Based on a real world problem with scientific literature from one of our team members we began building a cloud-based platform to quickly digitize highlighted parts of pictures. It seemed that there is a real need for a solution that focusses on only small parts of text instead of scanning the entire page the way it can be done with existing Apps like Dropbox, Apple Notes, Evernote etc.
Inspired by the environment of the ZKM we realized that this is a challenge that, if solved well, could be defining in how we interact with textual content in the future: Purpose-built Apps out, Ubiquitous capturing in.
What it does
The first prototype takes a picture of a text document with parts of it physically highlighted. This is sent to our nodeJS backend on DigitalOcean, cropped with openCV in python to relevant areas only and sent to Google Cloud Vision for OCR.

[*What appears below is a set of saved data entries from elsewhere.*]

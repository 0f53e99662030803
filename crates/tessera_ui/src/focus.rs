//! Keyboard and drag focus.
//!
//! Two independent singletons: at most one node receives keystrokes and at
//! most one node receives drag deltas. Both are weak references held by the
//! [`FocusManager`]; destroying a node clears whatever focus it held.

use tracing::debug;

use crate::counter::Counter;
use crate::geometry::Vec2;
use crate::input::{Key, Modifiers, MouseButton};
use crate::widget::{NodeId, UiTree};

/// A press that may turn into a drag.
#[derive(Debug, Clone, Copy, PartialEq)]
pub struct DragSession {
    /// Pointer position at the press.
    pub origin: Vec2,
    /// Button that started the session.
    pub button: MouseButton,
}

/// Delivered to the drag holder every frame while its button stays down.
#[derive(Debug, Clone, Copy, PartialEq)]
pub struct DragEvent {
    /// Pointer position at the press.
    pub origin: Vec2,
    /// Cumulative movement since the press.
    pub delta: Vec2,
    /// Button being held.
    pub button: MouseButton,
}

/// A key event delivered to the keyboard holder.
#[derive(Debug, Clone, Copy, PartialEq, Eq)]
pub struct KeyEvent {
    /// The key.
    pub key: Key,
    /// Modifier state when the event was routed.
    pub modifiers: Modifiers,
}

/// Stage of a tracked key.
#[derive(Debug, Clone, Copy, PartialEq, Eq)]
pub enum KeyPhase {
    /// Freshly pressed this frame.
    Pressed,
    /// Still down since an earlier frame.
    Held,
    /// No longer down.
    Released,
}

/// Keyboard capability.
pub trait KeyHandler {
    /// One-shot on the frame the key goes down.
    fn key_pressed(&mut self, _tree: &mut UiTree, _me: NodeId, _event: KeyEvent) {}

    /// Every later frame while the key stays down.
    fn key_held(&mut self, _tree: &mut UiTree, _me: NodeId, _event: KeyEvent) {}

    /// Once, on the first frame the key is found up.
    fn key_released(&mut self, _tree: &mut UiTree, _me: NodeId, _event: KeyEvent) {}

    /// Keyboard focus moved away. A key still held will never be reported
    /// as released to this node.
    fn focus_lost(&mut self, _tree: &mut UiTree, _me: NodeId) {}
}

/// Drag capability.
pub trait DragHandler {
    /// Moves or updates the holder from the cumulative drag.
    fn on_drag(&mut self, tree: &mut UiTree, me: NodeId, event: DragEvent);
}

/// Owner of both focus singletons.
#[derive(Debug, Default)]
pub struct FocusManager {
    keyboard: Option<NodeId>,
    drag: Option<NodeId>,
    session: Option<DragSession>,
    tracked_key: Option<Key>,
}

impl FocusManager {
    /// Creates a manager with nothing focused.
    #[must_use]
    pub fn new() -> Self {
        Self::default()
    }

    /// Gives keyboard focus to `id`.
    ///
    /// The previous holder is not told; [`UiTree::focus_keyboard`] does that.
    pub fn focus_keyboard(&mut self, id: NodeId) {
        if self.keyboard != Some(id) {
            debug!(node = %id, previous = ?self.keyboard, "keyboard focus moved");
            self.keyboard = Some(id);
            self.tracked_key = None;
        }
    }

    /// Drops keyboard focus.
    pub fn blur_keyboard(&mut self) {
        if let Some(id) = self.keyboard.take() {
            debug!(node = %id, "keyboard focus released");
        }
        self.tracked_key = None;
    }

    /// Current keyboard holder.
    #[must_use]
    pub const fn keyboard(&self) -> Option<NodeId> {
        self.keyboard
    }

    /// True if `id` holds keyboard focus.
    #[must_use]
    pub fn is_keyboard_focused(&self, id: NodeId) -> bool {
        self.keyboard == Some(id)
    }

    /// Makes `id` the receiver of drag deltas for the current press.
    ///
    /// Called from click handlers. The claim lasts until the pressed
    /// button is released or the holder is destroyed.
    pub fn claim_drag(&mut self, id: NodeId) {
        debug!(node = %id, "drag focus claimed");
        self.drag = Some(id);
    }

    /// Current drag holder.
    #[must_use]
    pub const fn drag_holder(&self) -> Option<NodeId> {
        self.drag
    }

    /// The active press, if any.
    #[must_use]
    pub const fn drag_session(&self) -> Option<DragSession> {
        self.session
    }

    /// Key currently tracked for held/released events.
    #[must_use]
    pub const fn tracked_key(&self) -> Option<Key> {
        self.tracked_key
    }

    pub(crate) fn begin_drag(&mut self, origin: Vec2, button: MouseButton) {
        self.drag = None;
        self.session = Some(DragSession { origin, button });
    }

    pub(crate) fn end_drag(&mut self) {
        if let Some(id) = self.drag.take() {
            debug!(node = %id, "drag focus released");
        }
        self.session = None;
    }

    pub(crate) fn track(&mut self, key: Key) {
        self.tracked_key = Some(key);
    }

    pub(crate) fn untrack(&mut self) {
        self.tracked_key = None;
    }

    /// Invalidates every reference to a destroyed node.
    pub(crate) fn forget(&mut self, id: NodeId) {
        if self.keyboard == Some(id) {
            debug!(node = %id, "keyboard holder destroyed");
            self.keyboard = None;
            self.tracked_key = None;
        }
        if self.drag == Some(id) {
            debug!(node = %id, "drag holder destroyed");
            self.drag = None;
        }
    }
}

/// Press-then-repeat emulation for a held key.
///
/// A press edits at once. While the key stays held nothing happens until
/// the start delay elapses; the edit then fires once and repeats every
/// repeat-delay frames. Counters only run between press and release.
#[derive(Debug, Clone, Copy, PartialEq, Eq)]
pub struct KeyRepeat {
    start: Counter,
    repeat: Counter,
    active: bool,
    repeating: bool,
}

impl KeyRepeat {
    /// Creates an idle repeater.
    #[must_use]
    pub const fn new(start_delay: u32, repeat_delay: u32) -> Self {
        Self {
            start: Counter::new(start_delay, false),
            repeat: Counter::new(repeat_delay, true),
            active: false,
            repeating: false,
        }
    }

    /// Arms the repeater for a freshly pressed key.
    pub fn press(&mut self) {
        self.start.reset();
        self.repeat.reset();
        self.active = true;
        self.repeating = false;
    }

    /// Advances both delays by one frame.
    pub fn tick(&mut self) {
        if self.active {
            self.start.tick();
            self.repeat.tick();
        }
    }

    /// Called each frame the key stays down. Returns true when the edit
    /// should fire again.
    pub fn held(&mut self) -> bool {
        if !self.active {
            return false;
        }
        if self.repeating {
            return self.repeat.count() == 0;
        }
        if self.start.done() {
            self.repeating = true;
            self.repeat.reset();
            return true;
        }
        false
    }

    /// Disarms the repeater and zeroes both delays.
    pub fn release(&mut self) {
        self.start.reset();
        self.repeat.reset();
        self.active = false;
        self.repeating = false;
    }

    /// Frames counted toward the start delay.
    #[must_use]
    pub const fn start_count(&self) -> u32 {
        self.start.count()
    }

    /// Frames counted toward the next repeat.
    #[must_use]
    pub const fn repeat_count(&self) -> u32 {
        self.repeat.count()
    }

    /// True once the start delay has elapsed.
    #[must_use]
    pub const fn is_repeating(&self) -> bool {
        self.repeating
    }
}

impl UiTree {
    /// Gives keyboard focus to `id` and tells the previous holder.
    pub fn focus_keyboard(&mut self, id: NodeId) {
        let previous = self.focus().keyboard();
        self.focus_mut().focus_keyboard(id);
        if let Some(previous) = previous.filter(|&previous| previous != id) {
            self.deliver_focus_lost(previous);
        }
    }

    /// Drops keyboard focus and tells the holder.
    pub fn blur_keyboard(&mut self) {
        let previous = self.focus().keyboard();
        self.focus_mut().blur_keyboard();
        if let Some(previous) = previous {
            self.deliver_focus_lost(previous);
        }
    }

    fn deliver_focus_lost(&mut self, id: NodeId) {
        self.with_widget(id, |widget, tree| {
            if let Some(handler) = widget.as_keyboard() {
                handler.focus_lost(tree, id);
            }
        });
    }

    /// Routes a key event to a node's keyboard capability.
    ///
    /// Returns false if the node has no keyboard capability.
    pub fn deliver_key(&mut self, id: NodeId, phase: KeyPhase, event: KeyEvent) -> bool {
        self.with_widget(id, |widget, tree| {
            let Some(handler) = widget.as_keyboard() else {
                return false;
            };
            match phase {
                KeyPhase::Pressed => handler.key_pressed(tree, id, event),
                KeyPhase::Held => handler.key_held(tree, id, event),
                KeyPhase::Released => handler.key_released(tree, id, event),
            }
            true
        })
        .unwrap_or(false)
    }

    /// Routes a drag event to a node's drag capability.
    pub fn deliver_drag(&mut self, id: NodeId, event: DragEvent) -> bool {
        self.with_widget(id, |widget, tree| {
            let Some(handler) = widget.as_draggable() else {
                return false;
            };
            handler.on_drag(tree, id, event);
            true
        })
        .unwrap_or(false)
    }
}

#[cfg(test)]
mod tests {
    use super::*;

    fn frames_with_edits(repeater: &mut KeyRepeat, frames: u32) -> Vec<u32> {
        let mut edits = Vec::new();
        for frame in 0..frames {
            repeater.tick();
            if frame == 0 {
                repeater.press();
                edits.push(frame);
            } else if repeater.held() {
                edits.push(frame);
            }
        }
        edits
    }

    #[test]
    fn test_key_repeat_cadence() {
        let mut repeater = KeyRepeat::new(15, 12);
        assert_eq!(frames_with_edits(&mut repeater, 50), vec![0, 15, 27, 39]);
    }

    #[test]
    fn test_release_zeroes_counters() {
        let mut repeater = KeyRepeat::new(15, 12);
        frames_with_edits(&mut repeater, 20);
        assert!(repeater.is_repeating());

        repeater.release();
        repeater.tick();
        assert_eq!(repeater.start_count(), 0);
        assert_eq!(repeater.repeat_count(), 0);
        assert!(!repeater.held());
    }

    #[test]
    fn test_forget_clears_only_matching_holder() {
        let mut focus = FocusManager::new();
        focus.focus_keyboard(NodeId::new(1));
        focus.begin_drag(Vec2::ZERO, MouseButton::Left);
        focus.claim_drag(NodeId::new(2));

        focus.forget(NodeId::new(2));
        assert_eq!(focus.keyboard(), Some(NodeId::new(1)));
        assert_eq!(focus.drag_holder(), None);
        assert!(focus.drag_session().is_some());

        focus.end_drag();
        assert_eq!(focus.drag_session(), None);
    }

    #[test]
    fn test_refocus_drops_tracked_key() {
        let mut focus = FocusManager::new();
        focus.focus_keyboard(NodeId::new(1));
        focus.track(Key::Char('A'));
        focus.focus_keyboard(NodeId::new(1));
        assert_eq!(focus.tracked_key(), Some(Key::Char('A')));

        focus.focus_keyboard(NodeId::new(2));
        assert_eq!(focus.tracked_key(), None);
    }
}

For a second prototype we decided to work on a native iOS App in swift where the user would select parts of the live camera input stream, which is then sent directly to Google Cloud Vision for OCR.
How we built it
The first prototype is built as a mobile-first web app and uses WebRTC to capture the camera stream. Pictures are sent as base64 to our HapiJS/nodeJS backend which stores metadata in a SQlite database and returns a uuid for the picture asset.

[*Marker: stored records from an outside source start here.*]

//! Component tree.
//!
//! Nodes live in a [`UiTree`] arena; their behaviour is a boxed [`Widget`].

mod core;
mod tree;

pub use self::core::{AsAny, DrawCtx, Node, NodeId, Role, Widget};
pub use self::tree::UiTree;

Different solutions were tried to optimize the storage of files, including Minio, but none proved useful as part of this hackathon and we used simple files identified via the uuid instead.
The uuid can then be used by the openCV cropping microservice to retrieve the original image, crop relevant parts with color-based masking and return a new version of the image to be sent to Google Cloud Vision.
Challenges we ran into
Everything was intended to be run in Docker, but we never got there in time. So putting it all together proved the most challenging, including the installation of openCV on the server.
Accomplishments that we're proud of
We didn't know each other before the event and went home at night to get a good nights sleep. With the points in mind we are very happy with the result we were able to come up with and might continue working on this in the future. Everyone was able to equally contribute with their own preexisting skills or interests for new things.
What we learned
- things about the aforementioned technologies
- focussing more on getting something presentable done vs. spending too much time on details
- bringing together different parts of a system is hard
What's next for Digital Thought Companion
we will see